Together these chapters show how encyclopedic projects from the early eighteenth century to the present day have been left unfinished, unpublished, unrealized, incomplete, no longer updated, or simply unsuccessful for a plethora of reasons, individual as well as societal. Compilers, editors, and publishers have struggled with unmanageable workloads, declining health, or the sudden death of key contributors, competition from rival projects and envious colleagues, and shortfalls in funding, resources, time, motivation, or stamina. To succeed, it has been necessary for encyclopedia editors to be not only well-educated but also well-connected and socially agile, capable of handling procrastinating contributors, fiddly publishers, skittish financiers, and disgruntled subscribers. Yet other circumstances have been beyond the powers of individuals to handle: political revolutions, war, underdeveloped book markets, decreasing market demands, and media-technological changes. Even under the best of circumstances and with reasonable competence, the inherent challenges of the modern encyclopedic project—keeping up with speeding fields of knowledge and the ephemeral nature of language and meaning—have often become insurmountable. Like human knowledge in general, encyclopedias are, fundamentally, collective constructions. Their realization is dependent on access to—and the existence of—works by predecessors, well-developed publishing channels, public demand, and (often) support from institutions. The fact that the manuscripts of so many stranded encyclopedias were eventually reused in other publications further highlights the collective nature of successful encyclopedic enterprises, and their debts to unsuccessful ones. Having access to unpublished manuscripts—that is, to building blocks prepared by others—may have been just as important as having access to printed sources.

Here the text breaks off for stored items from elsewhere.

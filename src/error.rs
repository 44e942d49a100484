use axum::{
    extract::rejection::{JsonRejection, PathRejection, QueryRejection},
    http::StatusCode,
    response::{IntoResponse, Response},
};
use serde::{Deserialize, Serialize};
use thiserror::Error;
use utoipa::ToSchema;

use crate::{
    clients::{catalog::CatalogError, inventory::InventoryError},
    models::UnknownStatus,
    response::{ApiResponse, Meta},
    validation::LineRejection,
};

#[derive(Debug, Error)]
pub enum AppError {
    #[error("{0}")]
    Unauthorized(String),

    #[error("{0}")]
    BadRequest(String),

    #[error("{0}")]
    NotFound(String),

    #[error("{0}")]
    Conflict(String),

    #[error("{0}")]
    Unavailable(String),

    #[error("Database error")]
    DbError(#[from] sqlx::Error),

    #[error("ORM error")]
    OrmError(#[from] sea_orm::DbErr),

    #[error("Internal Server Error")]
    Internal(#[from] anyhow::Error),
}

impl AppError {
    pub fn status(&self) -> StatusCode {
        match self {
            AppError::Unauthorized(_) => StatusCode::UNAUTHORIZED,
            AppError::BadRequest(_) => StatusCode::BAD_REQUEST,
            AppError::NotFound(_) => StatusCode::NOT_FOUND,
            AppError::Conflict(_) => StatusCode::CONFLICT,
            AppError::Unavailable(_) => StatusCode::SERVICE_UNAVAILABLE,
            AppError::DbError(_) | AppError::OrmError(_) | AppError::Internal(_) => {
                StatusCode::INTERNAL_SERVER_ERROR
            }
        }
    }

    /// Machine-checkable category carried in every error body.
    pub fn code(&self) -> &'static str {
        match self {
            AppError::Unauthorized(_) => "unauthorized",
            AppError::BadRequest(_) => "bad_request",
            AppError::NotFound(_) => "not_found",
            AppError::Conflict(_) => "conflict",
            AppError::Unavailable(_) => "unavailable",
            AppError::DbError(_) | AppError::OrmError(_) | AppError::Internal(_) => {
                "internal_error"
            }
        }
    }
}

#[derive(Debug, Serialize, Deserialize, ToSchema)]
pub struct ErrorData {
    pub error: String,
    pub code: String,
}

impl IntoResponse for AppError {
    fn into_response(self) -> Response {
        let status = self.status();
        let message = if status.is_server_error() && status != StatusCode::SERVICE_UNAVAILABLE {
            tracing::error!(error = ?self, "request failed");
            "Internal Server Error".to_string()
        } else {
            self.to_string()
        };

        let body = ApiResponse {
            message: message.clone(),
            data: Some(ErrorData {
                error: message,
                code: self.code().to_string(),
            }),
            meta: Some(Meta::empty()),
        };

        (status, axum::Json(body)).into_response()
    }
}

impl From<CatalogError> for AppError {
    fn from(err: CatalogError) -> Self {
        match err {
            CatalogError::NotFound(_) => AppError::NotFound(err.to_string()),
            CatalogError::Unavailable { .. } => AppError::Unavailable(err.to_string()),
        }
    }
}

impl From<InventoryError> for AppError {
    fn from(err: InventoryError) -> Self {
        match err {
            InventoryError::Rejected { .. } => AppError::Conflict(err.to_string()),
            InventoryError::Unavailable { .. } => AppError::Unavailable(err.to_string()),
        }
    }
}

impl From<LineRejection> for AppError {
    fn from(err: LineRejection) -> Self {
        AppError::BadRequest(err.to_string())
    }
}

impl From<UnknownStatus> for AppError {
    fn from(err: UnknownStatus) -> Self {
        AppError::BadRequest(err.to_string())
    }
}

impl From<JsonRejection> for AppError {
    fn from(rejection: JsonRejection) -> Self {
        AppError::BadRequest(rejection.body_text())
    }
}

impl From<PathRejection> for AppError {
    fn from(rejection: PathRejection) -> Self {
        AppError::BadRequest(rejection.body_text())
    }
}

impl From<QueryRejection> for AppError {
    fn from(rejection: QueryRejection) -> Self {
        AppError::BadRequest(rejection.body_text())
    }
}

pub type AppResult<T> = Result<T, AppError>;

Together, moreover, the case studies that follow confirm the breadth of encyclopedism as practice: from private projects of learning, conducted by professionals and passionate amateurs, to large-scale national projects supported by state institutions. As we pursue research into histories of encyclopedia-production, it becomes abundantly clear that encyclopedic practice encompasses much more than the (published) encyclopedic genre. In this respect, studies of stranded encyclopedic projects not only contribute to deepening our understanding of the development, varieties, geographical expansion, and challenges of modern encyclopedic practice in various places, languages, and areas of expertise, but also of the continuous struggle of managing human knowledge in the media currently available.

Finally, stranded encyclopedias epitomize something that academics, authors, and artists know all too well: how hard it is to finish, and to accept that the finished is never complete. On this note, we can only stress that the present volume does not pretend to offer a complete or finished account of stranded encyclopedias and dictionaries from the eighteenth century to the present day. Who knows how many more stranded manuscripts await in archives around the world? In the end, we hope that this volume is just a beginning.